[Data for this task Boundary: Start]

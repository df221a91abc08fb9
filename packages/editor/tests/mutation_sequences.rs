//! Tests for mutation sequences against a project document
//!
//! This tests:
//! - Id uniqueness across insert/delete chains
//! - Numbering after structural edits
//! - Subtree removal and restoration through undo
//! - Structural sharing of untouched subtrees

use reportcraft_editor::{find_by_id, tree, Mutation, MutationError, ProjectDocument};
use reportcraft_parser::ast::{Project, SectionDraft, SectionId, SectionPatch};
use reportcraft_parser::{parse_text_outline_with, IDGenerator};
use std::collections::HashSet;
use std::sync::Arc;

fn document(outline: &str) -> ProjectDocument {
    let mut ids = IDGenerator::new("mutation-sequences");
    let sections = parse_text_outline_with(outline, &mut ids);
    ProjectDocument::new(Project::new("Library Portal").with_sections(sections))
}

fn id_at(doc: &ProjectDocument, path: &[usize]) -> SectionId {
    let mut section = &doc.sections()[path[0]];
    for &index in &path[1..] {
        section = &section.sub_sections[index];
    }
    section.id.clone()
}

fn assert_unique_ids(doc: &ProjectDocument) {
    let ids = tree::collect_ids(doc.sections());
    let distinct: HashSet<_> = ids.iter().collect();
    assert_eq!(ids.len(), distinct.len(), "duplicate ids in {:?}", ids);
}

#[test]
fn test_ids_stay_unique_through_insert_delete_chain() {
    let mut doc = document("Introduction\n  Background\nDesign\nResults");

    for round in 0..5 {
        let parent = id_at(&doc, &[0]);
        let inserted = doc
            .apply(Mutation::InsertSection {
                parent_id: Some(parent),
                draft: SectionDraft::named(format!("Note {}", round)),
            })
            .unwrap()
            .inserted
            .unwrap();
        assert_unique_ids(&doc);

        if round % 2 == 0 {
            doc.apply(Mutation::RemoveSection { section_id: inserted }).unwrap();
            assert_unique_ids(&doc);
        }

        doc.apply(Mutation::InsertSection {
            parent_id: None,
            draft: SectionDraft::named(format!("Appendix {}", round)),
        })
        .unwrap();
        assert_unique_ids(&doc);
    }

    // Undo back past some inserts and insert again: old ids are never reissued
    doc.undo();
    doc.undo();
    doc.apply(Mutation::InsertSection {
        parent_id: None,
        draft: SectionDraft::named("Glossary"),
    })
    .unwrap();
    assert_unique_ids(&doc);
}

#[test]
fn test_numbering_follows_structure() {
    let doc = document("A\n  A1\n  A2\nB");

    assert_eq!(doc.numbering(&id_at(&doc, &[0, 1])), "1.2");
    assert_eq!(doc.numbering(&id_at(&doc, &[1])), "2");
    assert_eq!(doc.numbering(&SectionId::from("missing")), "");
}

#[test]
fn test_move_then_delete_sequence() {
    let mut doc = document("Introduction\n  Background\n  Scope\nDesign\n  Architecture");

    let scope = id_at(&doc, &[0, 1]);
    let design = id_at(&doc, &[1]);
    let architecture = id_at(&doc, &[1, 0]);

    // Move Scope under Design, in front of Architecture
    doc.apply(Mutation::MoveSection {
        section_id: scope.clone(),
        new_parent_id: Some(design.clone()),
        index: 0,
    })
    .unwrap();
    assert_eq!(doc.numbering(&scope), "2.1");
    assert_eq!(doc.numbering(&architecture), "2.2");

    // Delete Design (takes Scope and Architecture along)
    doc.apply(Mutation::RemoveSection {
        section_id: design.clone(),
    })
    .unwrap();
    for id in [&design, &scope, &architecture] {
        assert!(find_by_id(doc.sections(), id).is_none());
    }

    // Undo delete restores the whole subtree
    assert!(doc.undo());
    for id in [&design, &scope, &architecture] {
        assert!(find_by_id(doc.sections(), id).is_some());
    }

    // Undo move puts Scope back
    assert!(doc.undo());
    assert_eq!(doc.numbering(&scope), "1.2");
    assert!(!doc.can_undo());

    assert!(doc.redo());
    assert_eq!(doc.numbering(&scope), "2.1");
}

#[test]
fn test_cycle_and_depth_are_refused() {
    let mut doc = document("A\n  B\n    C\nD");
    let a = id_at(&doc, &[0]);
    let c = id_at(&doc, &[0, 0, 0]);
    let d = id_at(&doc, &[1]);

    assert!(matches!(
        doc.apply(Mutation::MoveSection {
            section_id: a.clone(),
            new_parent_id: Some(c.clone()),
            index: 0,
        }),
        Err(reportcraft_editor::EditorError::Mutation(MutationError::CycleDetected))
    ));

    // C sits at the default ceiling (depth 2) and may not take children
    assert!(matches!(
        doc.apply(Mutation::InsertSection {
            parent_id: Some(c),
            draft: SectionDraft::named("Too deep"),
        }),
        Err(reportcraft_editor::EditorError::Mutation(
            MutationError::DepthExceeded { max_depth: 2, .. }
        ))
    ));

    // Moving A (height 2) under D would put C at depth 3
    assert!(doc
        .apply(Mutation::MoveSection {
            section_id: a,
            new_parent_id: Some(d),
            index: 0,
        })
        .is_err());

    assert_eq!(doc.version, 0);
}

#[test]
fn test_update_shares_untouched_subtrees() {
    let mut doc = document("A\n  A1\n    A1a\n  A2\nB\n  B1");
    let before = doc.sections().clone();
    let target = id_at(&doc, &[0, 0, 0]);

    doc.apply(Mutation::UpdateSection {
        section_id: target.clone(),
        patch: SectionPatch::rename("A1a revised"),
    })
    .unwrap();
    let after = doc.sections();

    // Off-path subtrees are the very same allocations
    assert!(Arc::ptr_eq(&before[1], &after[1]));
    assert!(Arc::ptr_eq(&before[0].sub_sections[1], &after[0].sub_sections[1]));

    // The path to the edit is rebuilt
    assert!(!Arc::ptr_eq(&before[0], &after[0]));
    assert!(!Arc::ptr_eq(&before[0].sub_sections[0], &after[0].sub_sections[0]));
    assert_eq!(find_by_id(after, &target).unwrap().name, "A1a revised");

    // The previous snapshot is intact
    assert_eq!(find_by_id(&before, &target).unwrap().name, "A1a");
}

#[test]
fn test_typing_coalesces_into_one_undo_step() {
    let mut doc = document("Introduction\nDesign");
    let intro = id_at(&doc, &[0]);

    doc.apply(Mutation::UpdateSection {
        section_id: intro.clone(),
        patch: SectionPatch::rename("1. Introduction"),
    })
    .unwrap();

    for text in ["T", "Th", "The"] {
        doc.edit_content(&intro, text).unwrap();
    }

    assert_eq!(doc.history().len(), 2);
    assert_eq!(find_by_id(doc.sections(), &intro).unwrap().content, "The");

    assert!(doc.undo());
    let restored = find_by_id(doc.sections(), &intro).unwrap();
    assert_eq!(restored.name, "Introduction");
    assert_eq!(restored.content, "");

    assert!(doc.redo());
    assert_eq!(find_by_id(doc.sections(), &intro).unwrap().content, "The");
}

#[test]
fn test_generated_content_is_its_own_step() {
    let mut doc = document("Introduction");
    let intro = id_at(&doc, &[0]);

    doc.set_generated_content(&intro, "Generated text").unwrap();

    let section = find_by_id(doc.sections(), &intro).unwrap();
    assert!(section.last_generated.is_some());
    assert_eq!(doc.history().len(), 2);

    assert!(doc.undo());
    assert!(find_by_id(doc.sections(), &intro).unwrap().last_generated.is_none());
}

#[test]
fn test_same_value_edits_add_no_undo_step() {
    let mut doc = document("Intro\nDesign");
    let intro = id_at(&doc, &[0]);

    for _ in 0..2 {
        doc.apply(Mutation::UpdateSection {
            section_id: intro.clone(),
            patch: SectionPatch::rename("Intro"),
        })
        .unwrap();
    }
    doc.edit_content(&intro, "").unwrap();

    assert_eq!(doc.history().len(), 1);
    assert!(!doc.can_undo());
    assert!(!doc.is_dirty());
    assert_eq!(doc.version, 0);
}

[Data for this task Boundary: End]
[Data for this task Boundary: Start]

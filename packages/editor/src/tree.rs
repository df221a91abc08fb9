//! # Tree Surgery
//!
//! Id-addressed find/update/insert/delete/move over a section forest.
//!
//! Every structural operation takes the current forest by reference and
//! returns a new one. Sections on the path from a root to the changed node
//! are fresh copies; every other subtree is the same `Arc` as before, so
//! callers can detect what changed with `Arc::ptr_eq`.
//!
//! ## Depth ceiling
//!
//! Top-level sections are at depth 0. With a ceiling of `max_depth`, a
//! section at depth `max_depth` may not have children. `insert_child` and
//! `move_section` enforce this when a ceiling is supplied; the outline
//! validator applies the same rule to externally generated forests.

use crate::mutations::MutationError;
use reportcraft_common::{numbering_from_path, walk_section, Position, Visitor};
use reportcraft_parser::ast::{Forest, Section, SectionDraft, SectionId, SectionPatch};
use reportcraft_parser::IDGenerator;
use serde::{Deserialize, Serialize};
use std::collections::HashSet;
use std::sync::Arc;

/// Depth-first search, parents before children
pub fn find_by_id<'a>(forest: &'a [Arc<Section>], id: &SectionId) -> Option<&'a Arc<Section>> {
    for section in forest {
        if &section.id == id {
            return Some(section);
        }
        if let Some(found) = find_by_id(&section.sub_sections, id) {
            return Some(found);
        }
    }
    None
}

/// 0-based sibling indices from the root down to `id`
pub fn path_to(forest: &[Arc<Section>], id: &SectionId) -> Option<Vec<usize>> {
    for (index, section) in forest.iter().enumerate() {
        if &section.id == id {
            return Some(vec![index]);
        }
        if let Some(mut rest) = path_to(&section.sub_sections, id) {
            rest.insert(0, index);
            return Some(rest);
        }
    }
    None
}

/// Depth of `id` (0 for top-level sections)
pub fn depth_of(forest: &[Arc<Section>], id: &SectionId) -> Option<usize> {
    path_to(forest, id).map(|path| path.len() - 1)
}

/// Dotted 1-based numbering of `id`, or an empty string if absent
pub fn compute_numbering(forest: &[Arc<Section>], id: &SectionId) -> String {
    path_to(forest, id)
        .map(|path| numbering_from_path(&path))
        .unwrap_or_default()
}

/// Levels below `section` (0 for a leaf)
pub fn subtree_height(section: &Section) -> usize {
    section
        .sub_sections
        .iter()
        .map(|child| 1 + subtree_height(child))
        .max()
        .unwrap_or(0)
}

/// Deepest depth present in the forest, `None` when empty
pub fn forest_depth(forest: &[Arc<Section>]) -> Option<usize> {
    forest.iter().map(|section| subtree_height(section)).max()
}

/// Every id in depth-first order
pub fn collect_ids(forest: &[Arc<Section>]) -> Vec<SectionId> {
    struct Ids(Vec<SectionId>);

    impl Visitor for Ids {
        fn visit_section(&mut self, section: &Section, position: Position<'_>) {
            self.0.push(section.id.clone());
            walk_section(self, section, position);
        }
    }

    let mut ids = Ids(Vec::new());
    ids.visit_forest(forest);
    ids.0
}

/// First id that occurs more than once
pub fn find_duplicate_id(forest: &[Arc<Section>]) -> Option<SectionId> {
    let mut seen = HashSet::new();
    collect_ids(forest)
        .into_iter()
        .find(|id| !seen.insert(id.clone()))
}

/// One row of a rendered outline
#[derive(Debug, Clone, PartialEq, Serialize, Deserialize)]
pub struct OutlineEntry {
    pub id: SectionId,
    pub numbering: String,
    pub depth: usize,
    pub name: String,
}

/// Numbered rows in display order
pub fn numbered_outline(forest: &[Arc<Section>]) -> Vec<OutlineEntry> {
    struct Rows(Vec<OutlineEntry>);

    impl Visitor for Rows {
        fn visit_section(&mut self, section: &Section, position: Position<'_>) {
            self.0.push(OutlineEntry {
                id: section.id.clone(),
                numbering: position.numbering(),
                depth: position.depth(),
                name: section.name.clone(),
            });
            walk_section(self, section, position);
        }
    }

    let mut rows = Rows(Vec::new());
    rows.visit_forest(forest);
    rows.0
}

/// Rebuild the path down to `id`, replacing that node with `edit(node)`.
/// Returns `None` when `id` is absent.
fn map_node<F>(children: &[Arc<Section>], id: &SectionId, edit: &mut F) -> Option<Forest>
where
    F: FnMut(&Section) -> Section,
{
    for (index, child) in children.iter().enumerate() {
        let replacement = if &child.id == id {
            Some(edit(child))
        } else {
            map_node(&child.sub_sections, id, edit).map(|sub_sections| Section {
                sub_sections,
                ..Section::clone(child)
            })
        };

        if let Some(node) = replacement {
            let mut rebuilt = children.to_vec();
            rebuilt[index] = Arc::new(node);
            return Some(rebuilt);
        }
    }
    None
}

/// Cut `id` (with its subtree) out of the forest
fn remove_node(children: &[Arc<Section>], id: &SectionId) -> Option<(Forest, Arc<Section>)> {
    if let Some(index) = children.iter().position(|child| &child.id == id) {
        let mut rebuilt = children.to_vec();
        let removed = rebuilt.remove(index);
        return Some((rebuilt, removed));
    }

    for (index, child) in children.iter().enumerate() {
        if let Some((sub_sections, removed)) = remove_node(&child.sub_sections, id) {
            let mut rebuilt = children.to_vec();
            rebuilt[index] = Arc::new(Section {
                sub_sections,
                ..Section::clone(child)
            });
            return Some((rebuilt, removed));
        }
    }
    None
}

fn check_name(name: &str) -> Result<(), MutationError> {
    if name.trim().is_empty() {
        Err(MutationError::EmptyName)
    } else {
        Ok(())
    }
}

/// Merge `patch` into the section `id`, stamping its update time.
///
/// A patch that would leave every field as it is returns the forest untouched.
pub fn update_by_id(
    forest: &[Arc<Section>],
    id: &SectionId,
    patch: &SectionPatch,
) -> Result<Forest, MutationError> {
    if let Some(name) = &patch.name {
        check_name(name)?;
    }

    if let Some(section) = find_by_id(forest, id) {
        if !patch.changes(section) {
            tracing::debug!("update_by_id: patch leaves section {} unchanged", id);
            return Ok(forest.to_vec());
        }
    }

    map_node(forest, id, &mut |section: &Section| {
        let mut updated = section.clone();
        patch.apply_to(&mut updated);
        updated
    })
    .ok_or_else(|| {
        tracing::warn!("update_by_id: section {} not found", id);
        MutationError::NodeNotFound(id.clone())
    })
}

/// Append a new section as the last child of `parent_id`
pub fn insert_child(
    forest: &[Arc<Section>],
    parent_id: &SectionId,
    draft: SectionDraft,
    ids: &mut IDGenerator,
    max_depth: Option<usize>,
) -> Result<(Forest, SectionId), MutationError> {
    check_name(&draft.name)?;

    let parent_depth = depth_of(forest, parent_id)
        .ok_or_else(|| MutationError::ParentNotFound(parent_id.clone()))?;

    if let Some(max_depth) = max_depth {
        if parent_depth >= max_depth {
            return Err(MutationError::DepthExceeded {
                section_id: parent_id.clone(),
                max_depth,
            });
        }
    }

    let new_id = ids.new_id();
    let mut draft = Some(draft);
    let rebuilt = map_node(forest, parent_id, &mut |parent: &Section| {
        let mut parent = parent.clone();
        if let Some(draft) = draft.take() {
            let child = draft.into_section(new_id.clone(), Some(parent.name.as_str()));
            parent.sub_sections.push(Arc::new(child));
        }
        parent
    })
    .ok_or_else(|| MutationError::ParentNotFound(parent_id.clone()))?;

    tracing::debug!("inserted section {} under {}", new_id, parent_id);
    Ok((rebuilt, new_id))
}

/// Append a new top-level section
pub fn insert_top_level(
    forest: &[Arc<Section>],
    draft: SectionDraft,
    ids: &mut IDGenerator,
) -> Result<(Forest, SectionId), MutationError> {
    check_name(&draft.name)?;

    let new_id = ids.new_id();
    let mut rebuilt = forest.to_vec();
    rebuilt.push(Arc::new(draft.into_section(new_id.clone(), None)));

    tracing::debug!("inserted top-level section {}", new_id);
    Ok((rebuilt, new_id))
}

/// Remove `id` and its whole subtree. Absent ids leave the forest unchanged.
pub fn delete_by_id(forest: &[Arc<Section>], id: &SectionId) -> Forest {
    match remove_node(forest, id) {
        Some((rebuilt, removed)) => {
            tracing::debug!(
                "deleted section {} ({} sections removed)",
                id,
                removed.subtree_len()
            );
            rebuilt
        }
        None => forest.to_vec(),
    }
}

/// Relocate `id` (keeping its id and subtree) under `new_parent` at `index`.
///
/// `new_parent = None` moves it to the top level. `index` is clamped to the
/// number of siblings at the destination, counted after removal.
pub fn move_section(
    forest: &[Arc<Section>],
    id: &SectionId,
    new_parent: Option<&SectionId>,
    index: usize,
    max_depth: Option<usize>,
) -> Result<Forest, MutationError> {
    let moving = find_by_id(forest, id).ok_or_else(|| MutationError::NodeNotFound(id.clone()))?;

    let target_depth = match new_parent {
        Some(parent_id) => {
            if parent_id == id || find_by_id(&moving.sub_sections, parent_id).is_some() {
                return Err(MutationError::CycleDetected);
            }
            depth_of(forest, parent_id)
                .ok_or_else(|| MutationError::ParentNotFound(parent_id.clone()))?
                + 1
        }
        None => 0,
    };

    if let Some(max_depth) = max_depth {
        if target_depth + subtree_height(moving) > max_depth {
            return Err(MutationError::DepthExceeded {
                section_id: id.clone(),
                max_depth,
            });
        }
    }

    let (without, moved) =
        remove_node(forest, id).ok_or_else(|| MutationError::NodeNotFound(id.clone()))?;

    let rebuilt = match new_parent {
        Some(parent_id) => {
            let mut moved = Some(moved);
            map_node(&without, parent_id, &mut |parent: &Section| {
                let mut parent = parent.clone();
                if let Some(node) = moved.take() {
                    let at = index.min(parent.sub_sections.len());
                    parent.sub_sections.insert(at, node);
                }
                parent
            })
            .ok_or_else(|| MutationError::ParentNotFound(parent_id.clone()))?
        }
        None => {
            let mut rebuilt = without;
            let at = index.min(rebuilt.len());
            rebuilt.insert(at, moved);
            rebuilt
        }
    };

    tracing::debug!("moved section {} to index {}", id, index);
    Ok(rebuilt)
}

[Data for this task Boundary: End]

● Assignment:
Scan the data for the string "distinct" and copy each line in which it occurs.

● Solution to the exercise:
    let distinct: HashSet<_> = ids.iter().collect();
    assert_eq!(ids.len(), distinct.len(), "duplicate ids in {:?}", ids);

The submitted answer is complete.